Output: The graph is rendered within the Dash app at the specified inline styles of 1024×768 pixels.

The inline style attribute allows the dimensions to be adjusted immediately in the layout. It’s a straightforward method that doesn’t require any external setups but is less scalable than using a stylesheet.

Method 4: Using Plotly Figure Objects

Modifying the dimensions of your graph can also be accomplished through Plotly Figure objects. You can directly instantiate a Figure object with a specified layout size before passing it into the Dash app.

Here’s an example:

fig = go.Figure(data=[go.Scatter(x=[1, 2, 3], y=[4, 5, 6])])
fig.update_layout(width=1024, height=768)

app.layout = dcc.Graph(
    id='example-graph',
    figure=fig
)

Output: A Dash application showing a scatter plot with a specified size of 1024×768 pixels.

This snippet demonstrates the use of the update_layout method on a Plotly figure object, which allows for finer control over the graph’s appearance, including the dimensions, before integrating it within a Dash component.

Bonus One-Liner Method 5: Adjusting Size in Figure Instantiation

For the quickest inline solution, adjust your graph’s dimensions directly upon the instantiation of the figure object.
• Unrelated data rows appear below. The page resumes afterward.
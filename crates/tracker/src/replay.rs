//! Feeds recorded samples and driver commands to a coordinator.
//!
//! The input holds one JSON object per line. Besides sensor samples it may
//! contain driver commands and pauses, e.g.
//!
//! ```text
//! {"type":"gps","latitude":54.32,"longitude":10.13,"speed":12.0}
//! {"type":"wait","seconds":1}
//! {"type":"reason","reason":"unloading"}
//! {"type":"stop","notes":"gate closed"}
//! ```
//!
//! Empty lines and lines starting with `#` are skipped.

use model::stop_event::StopReason;
use serde::{de, Deserialize, Deserializer};
use tokio::{
    io::{AsyncBufRead, AsyncBufReadExt},
    time::{self, Duration},
};

use crate::{coordinator::CoordinatorRef, error::Result, sample::SensorSample};

#[derive(Debug, Clone, PartialEq, Deserialize)]
#[serde(tag = "type", rename_all = "snake_case")]
pub enum Command {
    /// Reason for the next automatically detected stop.
    Reason { reason: Option<StopReason> },
    Start {
        #[serde(default)]
        reason: Option<StopReason>,
    },
    Stop {
        #[serde(default)]
        notes: Option<String>,
    },
    Wait {
        #[serde(deserialize_with = "seconds")]
        seconds: Duration,
    },
}

fn seconds<'de, D>(deserializer: D) -> std::result::Result<Duration, D::Error>
where
    D: Deserializer<'de>,
{
    let seconds = f64::deserialize(deserializer)?;
    Duration::try_from_secs_f64(seconds).map_err(de::Error::custom)
}

#[derive(Debug, Clone, PartialEq, Deserialize)]
#[serde(untagged)]
pub enum ReplayLine {
    Sample(SensorSample),
    Command(Command),
}

#[derive(Debug, Clone, Copy, Default, PartialEq, Eq)]
pub struct ReplayStats {
    pub samples: usize,
    pub commands: usize,
    pub skipped: usize,
}

pub async fn replay<C, R>(coordinator: &C, input: R) -> Result<ReplayStats>
where
    C: CoordinatorRef + Sync,
    R: AsyncBufRead + Unpin,
{
    let mut stats = ReplayStats::default();
    let mut lines = input.lines();
    let mut number = 0;
    while let Some(line) = lines.next_line().await? {
        number += 1;
        let line = line.trim();
        if line.is_empty() || line.starts_with('#') {
            continue;
        }
        let parsed = match serde_json::from_str::<ReplayLine>(line) {
            Ok(parsed) => parsed,
            Err(why) => {
                log::warn!("skipping line {}: {}", number, why);
                stats.skipped += 1;
                continue;
            }
        };
        match parsed {
            ReplayLine::Sample(sample) => {
                coordinator.sample(sample).await?;
                stats.samples += 1;
            }
            ReplayLine::Command(command) => {
                run_command(coordinator, command).await?;
                stats.commands += 1;
            }
        }
    }
    Ok(stats)
}

async fn run_command<C: CoordinatorRef + Sync>(coordinator: &C, command: Command) -> Result<()> {
    match command {
        Command::Reason { reason } => coordinator.set_reason(reason).await?,
        Command::Start { reason } => match coordinator.start_manual(reason).await {
            Ok(event) => log::info!("driver started stop event {}", event.id),
            Err(why) => log::warn!("driver could not start tracking: {}", why),
        },
        Command::Stop { notes } => match coordinator.stop_manual(notes).await {
            Ok(closed) => log::info!("driver ended stop event {}", closed.event.id),
            Err(why) => log::warn!("driver could not end tracking: {}", why),
        },
        Command::Wait { seconds } => time::sleep(seconds).await,
    }
    Ok(())
}

#[cfg(test)]
mod tests {
    use super::*;

    #[test]
    fn lines_are_samples_or_commands() {
        let line: ReplayLine =
            serde_json::from_str(r#"{"type":"gps","latitude":1.0,"longitude":2.0}"#).unwrap();
        assert_eq!(line, ReplayLine::Sample(SensorSample::gps(1.0, 2.0, None)));

        let line: ReplayLine =
            serde_json::from_str(r#"{"type":"start","reason":"loading"}"#).unwrap();
        assert_eq!(
            line,
            ReplayLine::Command(Command::Start {
                reason: Some(StopReason::Loading)
            })
        );

        let line: ReplayLine = serde_json::from_str(r#"{"type":"stop"}"#).unwrap();
        assert_eq!(line, ReplayLine::Command(Command::Stop { notes: None }));

        assert!(serde_json::from_str::<ReplayLine>(r#"{"type":"teleport"}"#).is_err());
    }

    #[test]
    fn waits_must_be_representable() {
        let line: ReplayLine = serde_json::from_str(r#"{"type":"wait","seconds":1.5}"#).unwrap();
        assert_eq!(
            line,
            ReplayLine::Command(Command::Wait {
                seconds: Duration::from_millis(1500)
            })
        );
        for seconds in ["1e300", "-1"] {
            let line = format!(r#"{{"type":"wait","seconds":{}}}"#, seconds);
            assert!(serde_json::from_str::<ReplayLine>(&line).is_err());
        }
    }
}
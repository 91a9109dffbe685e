//! Where the tracker sends the stop events it detects.

use async_trait::async_trait;
use demurrage::{client::Client, database::Database, Caller};
use model::{
    stop_event::StopEvent,
    tracking::{ActiveStopEvent, ClosedStopEvent, EndTracking, StartTracking},
    WithId,
};
use reqwest::{Method, StatusCode};
use serde::{de::DeserializeOwned, Deserialize, Serialize};

use crate::{
    clock::Clock,
    error::{Result, TrackerError},
};

#[async_trait]
pub trait TrackingBackend: Send + Sync + 'static {
    async fn start(&self, request: StartTracking) -> Result<WithId<StopEvent>>;
    async fn end(&self, request: EndTracking) -> Result<ClosedStopEvent>;
    async fn active(&self) -> Result<Option<ActiveStopEvent>>;
}

/// Talks to the REST interface of the web server.
#[derive(Debug, Clone)]
pub struct HttpBackend {
    http: reqwest::Client,
    base_url: String,
    token: String,
}

#[derive(Debug, Deserialize)]
struct Envelope<T> {
    success: bool,
    data: Option<T>,
    error: Option<String>,
    code: Option<String>,
}

impl HttpBackend {
    pub fn new(base_url: impl Into<String>, token: impl Into<String>) -> Self {
        Self {
            http: reqwest::Client::new(),
            base_url: base_url.into().trim_end_matches('/').to_owned(),
            token: token.into(),
        }
    }

    async fn call<T, B>(&self, method: Method, endpoint: &str, body: Option<&B>) -> Result<T>
    where
        T: DeserializeOwned,
        B: Serialize + Sync,
    {
        let url = format!("{}/api/{}", self.base_url, endpoint);
        log::debug!("{} {}", method, url);

        let mut request = self.http.request(method, &url).bearer_auth(&self.token);
        if let Some(body) = body {
            request = request.json(body);
        }
        let response = request.send().await?;
        let status = response.status();
        let text = response.text().await?;
        parse_envelope(status, &text)
    }
}

/// Unwraps the `data` of a successful answer or turns the `error` of a failed
/// one into [`TrackerError::Api`].
fn parse_envelope<T: DeserializeOwned>(status: StatusCode, text: &str) -> Result<T> {
    match serde_json::from_str::<Envelope<serde_json::Value>>(text) {
        Ok(envelope) if status.is_success() && envelope.success => {
            let data = envelope.data.unwrap_or(serde_json::Value::Null);
            Ok(serde_json::from_value(data)?)
        }
        Ok(envelope) => Err(TrackerError::Api {
            status: status.as_u16(),
            code: envelope.code,
            message: envelope.error.unwrap_or_else(|| status.to_string()),
        }),
        Err(_) => Err(TrackerError::Api {
            status: status.as_u16(),
            code: None,
            message: if text.is_empty() {
                status.canonical_reason().unwrap_or("no answer").to_owned()
            } else {
                text.to_owned()
            },
        }),
    }
}

#[async_trait]
impl TrackingBackend for HttpBackend {
    async fn start(&self, request: StartTracking) -> Result<WithId<StopEvent>> {
        self.call(Method::POST, "tracking/start", Some(&request)).await
    }

    async fn end(&self, request: EndTracking) -> Result<ClosedStopEvent> {
        self.call(Method::POST, "tracking/end", Some(&request)).await
    }

    async fn active(&self) -> Result<Option<ActiveStopEvent>> {
        self.call::<_, ()>(Method::GET, "tracking/active", None).await
    }
}

/// Runs the service in process, on behalf of one authenticated user.
pub struct LocalBackend<D: Database> {
    client: Client<D>,
    caller: Caller,
    clock: Clock,
}

impl<D: Database> LocalBackend<D> {
    pub fn new(client: Client<D>, caller: Caller, clock: Clock) -> Self {
        Self {
            client,
            caller,
            clock,
        }
    }

    pub fn client(&self) -> &Client<D> {
        &self.client
    }

    pub fn caller(&self) -> &Caller {
        &self.caller
    }
}

#[async_trait]
impl<D> TrackingBackend for LocalBackend<D>
where
    D: Database + Send + Sync + 'static,
{
    async fn start(&self, request: StartTracking) -> Result<WithId<StopEvent>> {
        Ok(self
            .client
            .start_tracking(&self.caller, request, self.clock.now())
            .await?)
    }

    async fn end(&self, request: EndTracking) -> Result<ClosedStopEvent> {
        Ok(self
            .client
            .end_tracking(&self.caller, request, self.clock.now())
            .await?)
    }

    async fn active(&self) -> Result<Option<ActiveStopEvent>> {
        Ok(self.client.get_active(&self.caller, self.clock.now()).await?)
    }
}

#[cfg(test)]
mod tests {
    use super::*;

    #[test]
    fn data_is_unwrapped_from_the_envelope() {
        let active: Option<ActiveStopEvent> =
            parse_envelope(StatusCode::OK, r#"{"success":true,"data":null}"#).unwrap();
        assert!(active.is_none());
    }

    #[test]
    fn failures_keep_status_and_message() {
        let result = parse_envelope::<ClosedStopEvent>(
            StatusCode::BAD_REQUEST,
            r#"{"success":false,"error":"Tracking is already active.","code":"conflict"}"#,
        );
        let why = result.unwrap_err();
        assert!(why.is_conflict());
        assert!(matches!(
            why,
            TrackerError::Api { status: 400, ref message, .. }
                if message == "Tracking is already active."
        ));

        // only the code tells conflicts apart from other bad requests
        let why = parse_envelope::<ClosedStopEvent>(
            StatusCode::BAD_REQUEST,
            r#"{"success":false,"error":"Tracking is already active.","code":"invalid"}"#,
        )
        .unwrap_err();
        assert!(!why.is_conflict());

        let why = parse_envelope::<ClosedStopEvent>(StatusCode::NOT_FOUND, "").unwrap_err();
        assert!(why.is_not_found());
        assert!(matches!(why, TrackerError::Api { ref message, .. } if message == "Not Found"));
    }
}
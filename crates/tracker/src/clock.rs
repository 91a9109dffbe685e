use chrono::{DateTime, Utc};
use tokio::time::Instant;

/// Wall clock time that advances with the tokio clock, so paused test time
/// moves event timestamps as well.
#[derive(Debug, Clone, Copy)]
pub struct Clock {
    origin: Instant,
    wall_origin: DateTime<Utc>,
}

impl Clock {
    pub fn new() -> Self {
        Self::starting_at(Utc::now())
    }

    pub fn starting_at(wall_origin: DateTime<Utc>) -> Self {
        Self {
            origin: Instant::now(),
            wall_origin,
        }
    }

    pub fn now(&self) -> DateTime<Utc> {
        self.at(Instant::now())
    }

    pub fn at(&self, instant: Instant) -> DateTime<Utc> {
        let offset = instant.saturating_duration_since(self.origin);
        match chrono::Duration::from_std(offset) {
            Ok(offset) => self.wall_origin + offset,
            Err(_) => self.wall_origin,
        }
    }
}

impl Default for Clock {
    fn default() -> Self {
        Self::new()
    }
}

#[cfg(test)]
mod tests {
    use super::*;
    use chrono::TimeZone;
    use tokio::time::{self, Duration};

    #[tokio::test(start_paused = true)]
    async fn follows_tokio_time() {
        let origin = Utc.with_ymd_and_hms(2024, 5, 13, 8, 0, 0).unwrap();
        let clock = Clock::starting_at(origin);
        time::sleep(Duration::from_secs(90)).await;
        assert_eq!(clock.now(), origin + chrono::Duration::seconds(90));
    }
}
use std::{error, result};

use async_trait::async_trait;
use chrono::{DateTime, Utc};
use model::{
    company::Company,
    demurrage::{Week, WeeklyDemurrage},
    session::Session,
    stop_event::StopEvent,
    tracking::InvoiceFlags,
    user::User,
    vehicle::Vehicle,
    WithId,
};
use thiserror::Error;
use utility::id::Id;

#[derive(Debug, Error)]
pub enum DatabaseError {
    #[error("entry not found")]
    NotFound,
    /// A uniqueness constraint was violated, e.g. a second open stop event.
    #[error("conflicting entry")]
    Conflict,
    #[error(transparent)]
    Other(Box<dyn error::Error + Send + Sync>),
}

pub type Result<T> = result::Result<T, DatabaseError>;

/// Selects stop events of one company. All other criteria are optional.
#[derive(Debug, Clone)]
pub struct StopEventFilter {
    pub company_id: Id<Company>,
    pub user_id: Option<Id<User>>,
    /// Inclusive lower bound on the start time.
    pub start: Option<DateTime<Utc>>,
    /// Exclusive upper bound on the start time.
    pub end: Option<DateTime<Utc>>,
    pub demurrage_only: bool,
}

impl StopEventFilter {
    pub fn company(company_id: Id<Company>) -> Self {
        Self {
            company_id,
            user_id: None,
            start: None,
            end: None,
            demurrage_only: false,
        }
    }

    pub fn user(mut self, user_id: Option<Id<User>>) -> Self {
        self.user_id = user_id;
        self
    }

    pub fn between(
        mut self,
        start: Option<DateTime<Utc>>,
        end: Option<DateTime<Utc>>,
    ) -> Self {
        self.start = start;
        self.end = end;
        self
    }

    pub fn week(self, week: Week) -> Self {
        self.between(Some(week.start()), Some(week.end()))
    }

    pub fn demurrage_only(mut self) -> Self {
        self.demurrage_only = true;
        self
    }

    pub fn matches(&self, event: &StopEvent) -> bool {
        event.company_id == self.company_id
            && self.user_id.map_or(true, |user| event.user_id == user)
            && self.start.map_or(true, |start| event.start_time >= start)
            && self.end.map_or(true, |end| event.start_time < end)
            && (!self.demurrage_only || event.is_demurrage)
    }
}

#[async_trait]
pub trait CompanyRepo {
    async fn get_company(&mut self, id: &Id<Company>) -> Result<WithId<Company>>;
    async fn insert_company(&mut self, company: Company) -> Result<WithId<Company>>;
    async fn update_company(
        &mut self,
        company: WithId<Company>,
    ) -> Result<WithId<Company>>;
}

#[async_trait]
pub trait UserRepo {
    async fn get_user(&mut self, id: &Id<User>) -> Result<WithId<User>>;
    async fn insert_user(&mut self, user: User) -> Result<WithId<User>>;
}

#[async_trait]
pub trait SessionRepo {
    async fn session_by_token(&mut self, token: &str) -> Result<WithId<Session>>;
    async fn insert_session(&mut self, session: Session) -> Result<WithId<Session>>;
}

#[async_trait]
pub trait VehicleRepo {
    async fn get_vehicle(&mut self, id: &Id<Vehicle>) -> Result<WithId<Vehicle>>;
    async fn get_vehicles(
        &mut self,
        company_id: &Id<Company>,
    ) -> Result<Vec<WithId<Vehicle>>>;
    async fn insert_vehicle(&mut self, vehicle: Vehicle) -> Result<WithId<Vehicle>>;
}

#[async_trait]
pub trait StopEventRepo {
    /// Fails with `DatabaseError::Conflict` if the event is open and the user
    /// already has an open event.
    async fn insert_stop_event(
        &mut self,
        event: StopEvent,
    ) -> Result<WithId<StopEvent>>;

    async fn update_stop_event(
        &mut self,
        event: WithId<StopEvent>,
    ) -> Result<WithId<StopEvent>>;

    async fn get_stop_event(&mut self, id: &Id<StopEvent>) -> Result<WithId<StopEvent>>;

    /// The event of the user with no end time, if any.
    async fn open_stop_event(
        &mut self,
        user_id: &Id<User>,
    ) -> Result<Option<WithId<StopEvent>>>;

    /// Matching events ordered by start time, most recent first.
    async fn stop_events(
        &mut self,
        filter: &StopEventFilter,
    ) -> Result<Vec<WithId<StopEvent>>>;
}

#[async_trait]
pub trait WeeklyDemurrageRepo {
    async fn get_weekly(
        &mut self,
        company_id: &Id<Company>,
        week: Week,
    ) -> Result<Option<WeeklyDemurrage>>;

    /// Serializes recomputations of the same company and week. Held until the
    /// surrounding transaction ends; a no-op outside of transactions.
    async fn lock_week(&mut self, company_id: &Id<Company>, week: Week) -> Result<()>;

    /// Inserts or overwrites the totals of a week. Invoice flags of an existing
    /// row are left untouched.
    async fn put_weekly_totals(
        &mut self,
        weekly: &WeeklyDemurrage,
    ) -> Result<WeeklyDemurrage>;

    /// Updates the given flags of an existing row.
    async fn set_invoice_flags(
        &mut self,
        company_id: &Id<Company>,
        week: Week,
        flags: &InvoiceFlags,
    ) -> Result<WeeklyDemurrage>;

    /// All aggregates of a company, most recent week first.
    async fn weekly_for_company(
        &mut self,
        company_id: &Id<Company>,
    ) -> Result<Vec<WeeklyDemurrage>>;
}

pub trait DatabaseOperations:
    CompanyRepo + UserRepo + SessionRepo + VehicleRepo + StopEventRepo + WeeklyDemurrageRepo
{
}

impl<T> DatabaseOperations for T where
    T: CompanyRepo
        + UserRepo
        + SessionRepo
        + VehicleRepo
        + StopEventRepo
        + WeeklyDemurrageRepo
{
}

#[async_trait]
pub trait DatabaseTransaction: DatabaseOperations {
    async fn commit(self) -> Result<()>;
}

/// Trait to implement a demurrage database.
/// Multiple concurrent accesses should be possible by cloning the database object.
#[async_trait]
pub trait Database: Clone + Send + Sync + Sized + 'static {
    type Transaction: DatabaseTransaction + Send;
    type Autocommit: DatabaseOperations + Send;

    async fn transaction(&self) -> Result<Self::Transaction>;

    fn auto(&self) -> Self::Autocommit;
}
use std::any::Any;

use thiserror::Error;

use crate::actor_ref::WeakActorRef;

#[derive(Debug, Clone)]
pub enum SupervisionStrategy {
    Restart,
    Resume,
    Stop,
}

pub trait Actor: Send + Sync + Sized + 'static {
    /// Called once the actor is ready to receive messages, and again after
    /// every restart. `myself` does not keep the actor alive.
    #[allow(unused_variables)]
    fn started(&mut self, myself: WeakActorRef<Self>) {}

    /// Called when the last `ActorRef` was dropped or the actor was stopped by
    /// its supervisor. Release timers and other resources here.
    fn stopped(&mut self) {}

    /// Called when a handler on the actor panics. The return value represents the
    /// supervision strategy used to handle the panic.
    /// NOTE: If this method panics, the actor can not recover from the panic.
    #[allow(unused_variables)]
    fn on_fail(&mut self, error: Box<dyn Any + Send>) -> SupervisionStrategy {
        SupervisionStrategy::Restart
    }
}

#[derive(Debug, Error)]
pub enum ActorError {
    #[error("the actor is no longer running")]
    Stopped,
    #[error("the mailbox of the actor is full")]
    MailboxFull,
    #[error("the actor did not answer")]
    NoAnswer,
}
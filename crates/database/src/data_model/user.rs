use async_trait::async_trait;
use demurrage::database::{Result, UserRepo};
use model::{
    user::{User, UserRole},
    WithId,
};
use sqlx::prelude::FromRow;
use utility::id::Id;

use crate::queries::user::{get, insert};
use crate::PgDatabaseAutocommit;
use crate::PgDatabaseTransaction;

use super::DatabaseRow;

#[derive(Debug, Clone, FromRow)]
pub struct UserRow {
    pub id: i32,
    pub company_id: i32,
    pub name: String,
    pub email: String,
    pub role: String,
}

impl DatabaseRow for UserRow {
    type Model = User;

    fn get_id(&self) -> Id<Self::Model> {
        Id::new(self.id)
    }

    fn to_model(self) -> Self::Model {
        User {
            company_id: Id::new(self.company_id),
            name: self.name,
            email: self.email,
            // the column is constrained, anything unknown gets the least privileges
            role: UserRole::parse(&self.role).unwrap_or(UserRole::Driver),
        }
    }
}

#[async_trait]
impl UserRepo for PgDatabaseAutocommit {
    async fn get_user(&mut self, id: &Id<User>) -> Result<WithId<User>> {
        get(&self.pool, id).await
    }

    async fn insert_user(&mut self, user: User) -> Result<WithId<User>> {
        insert(&self.pool, user).await
    }
}

#[async_trait]
impl<'a> UserRepo for PgDatabaseTransaction<'a> {
    async fn get_user(&mut self, id: &Id<User>) -> Result<WithId<User>> {
        get(&mut *self.tx, id).await
    }

    async fn insert_user(&mut self, user: User) -> Result<WithId<User>> {
        insert(&mut *self.tx, user).await
    }
}
/// Kotlin style scope functions, handy at the end of long method chains.
pub trait LetAlso: Sized {
    fn let_owned<R, F>(self, f: F) -> R
    where
        F: FnOnce(Self) -> R,
    {
        f(self)
    }

    fn also<F>(mut self, f: F) -> Self
    where
        F: FnOnce(&mut Self),
    {
        f(&mut self);
        self
    }
}

impl<T> LetAlso for T {}
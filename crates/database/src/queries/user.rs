use demurrage::database::Result;
use model::{user::User, WithId};
use sqlx::{Executor, Postgres};
use utility::id::Id;

use crate::data_model::{user::UserRow, with_id};

use super::convert_error;

pub async fn get<'c, E>(executor: E, id: &Id<User>) -> Result<WithId<User>>
where
    E: Executor<'c, Database = Postgres>,
{
    sqlx::query_as(
        "
        SELECT id, company_id, name, email, role
        FROM users
        WHERE id = $1;
        ",
    )
    .bind(id.raw())
    .fetch_one(executor)
    .await
    .map_err(convert_error)
    .map(|row: UserRow| with_id(row))
}

pub async fn insert<'c, E>(executor: E, user: User) -> Result<WithId<User>>
where
    E: Executor<'c, Database = Postgres>,
{
    sqlx::query_as(
        "
        INSERT INTO users(
            company_id,
            name,
            email,
            role
        )
        VALUES ($1, $2, $3, $4)
        RETURNING id, company_id, name, email, role;
        ",
    )
    .bind(user.company_id.raw())
    .bind(&user.name)
    .bind(&user.email)
    .bind(user.role.as_str())
    .fetch_one(executor)
    .await
    .map_err(convert_error)
    .map(|row: UserRow| with_id(row))
}
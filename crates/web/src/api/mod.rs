use axum::{
    response::IntoResponse,
    routing::{get, on},
    Json, Router,
};
use demurrage::database::Database;
use model::{
    company::Company, demurrage::WeeklyDemurrage, stop_event::StopEvent, vehicle::Vehicle,
};
use serde_json::json;

pub mod company;
pub mod tracking;
pub mod vehicles;

use crate::{
    common::{route_not_found, schema, METHOD_FILTER_ALL},
    WebState,
};

pub fn routes<D: Database>(state: WebState<D>) -> Router {
    Router::new()
        .route("/ping", get(ping))
        .nest_service("/company", company::routes(state.clone()))
        .nest_service("/vehicles", vehicles::routes(state.clone()))
        .nest_service("/tracking", tracking::routes(state))
        .nest_service("/schema", schema_routes())
        .fallback_service(on(METHOD_FILTER_ALL, route_not_found))
}

fn schema_routes() -> Router {
    Router::new()
        .route("/company", get(schema::<Company>))
        .route("/vehicle", get(schema::<Vehicle>))
        .route("/stop-event", get(schema::<StopEvent>))
        .route("/weekly-demurrage", get(schema::<WeeklyDemurrage>))
        .fallback_service(on(METHOD_FILTER_ALL, route_not_found))
}

async fn ping() -> impl IntoResponse {
    Json(json!({
        "success": true,
        "data": "pong!"
    }))
}
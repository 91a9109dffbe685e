use schemars::JsonSchema;
use serde::{Deserialize, Serialize};

/// A GPS fix in WGS84 decimal degrees.
#[derive(Debug, Clone, Copy, PartialEq, Serialize, Deserialize, JsonSchema)]
#[serde(rename_all = "camelCase")]
pub struct Location {
    pub latitude: f64,
    pub longitude: f64,
}

impl Location {
    pub fn new(latitude: f64, longitude: f64) -> Self {
        Self {
            latitude,
            longitude,
        }
    }

    /// Builds a location if both coordinates are present.
    pub fn from_parts(latitude: Option<f64>, longitude: Option<f64>) -> Option<Self> {
        Some(Self::new(latitude?, longitude?))
    }
}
This one-liner method is efficient when you’re creating a new figure and know the size ahead of time.

Here’s an example:

fig = go.Figure(data=[go.Bar(x=[1, 2, 3], y=[3, 1, 2])], layout=go.Layout(width=1024, height=768))
app.layout = dcc.Graph(figure=fig)

Output: An immediately created bar chart with customized dimensions of 1024×768 pixels in a Dash application.

The example shows the direct setting of the width and height in the layout argument during the creation of a figure. This one-liner approach skips additional steps and is very concise.

Summary/Discussion

  • Method 1: Setting Figure Layout Properties. This method is directly tied to the plotly figure, making it straightforward. However, it may not be flexible enough for dynamic sizing scenarios.
  • Method 2: CSS Styling. This approach is best for maintaining a consistent look across various components and allows for responsive designs. The drawback is that it requires an understanding of CSS and possibly more setup.
  • Method 3: Inline Styling. Inline styling is quick and easy to implement but is less maintainable and scalable than external CSS styling.
  • Method 4: Using Plotly Figure Objects. Using figure objects provides extensive control over the graph layout, but might be overkill for simple size adjustments.
  • Method 5: Bonus One-Liner. The one-liner method is the most straightforward but offers the least flexibility. It’s best for static graphs where the size is known beforehand and will not need to change.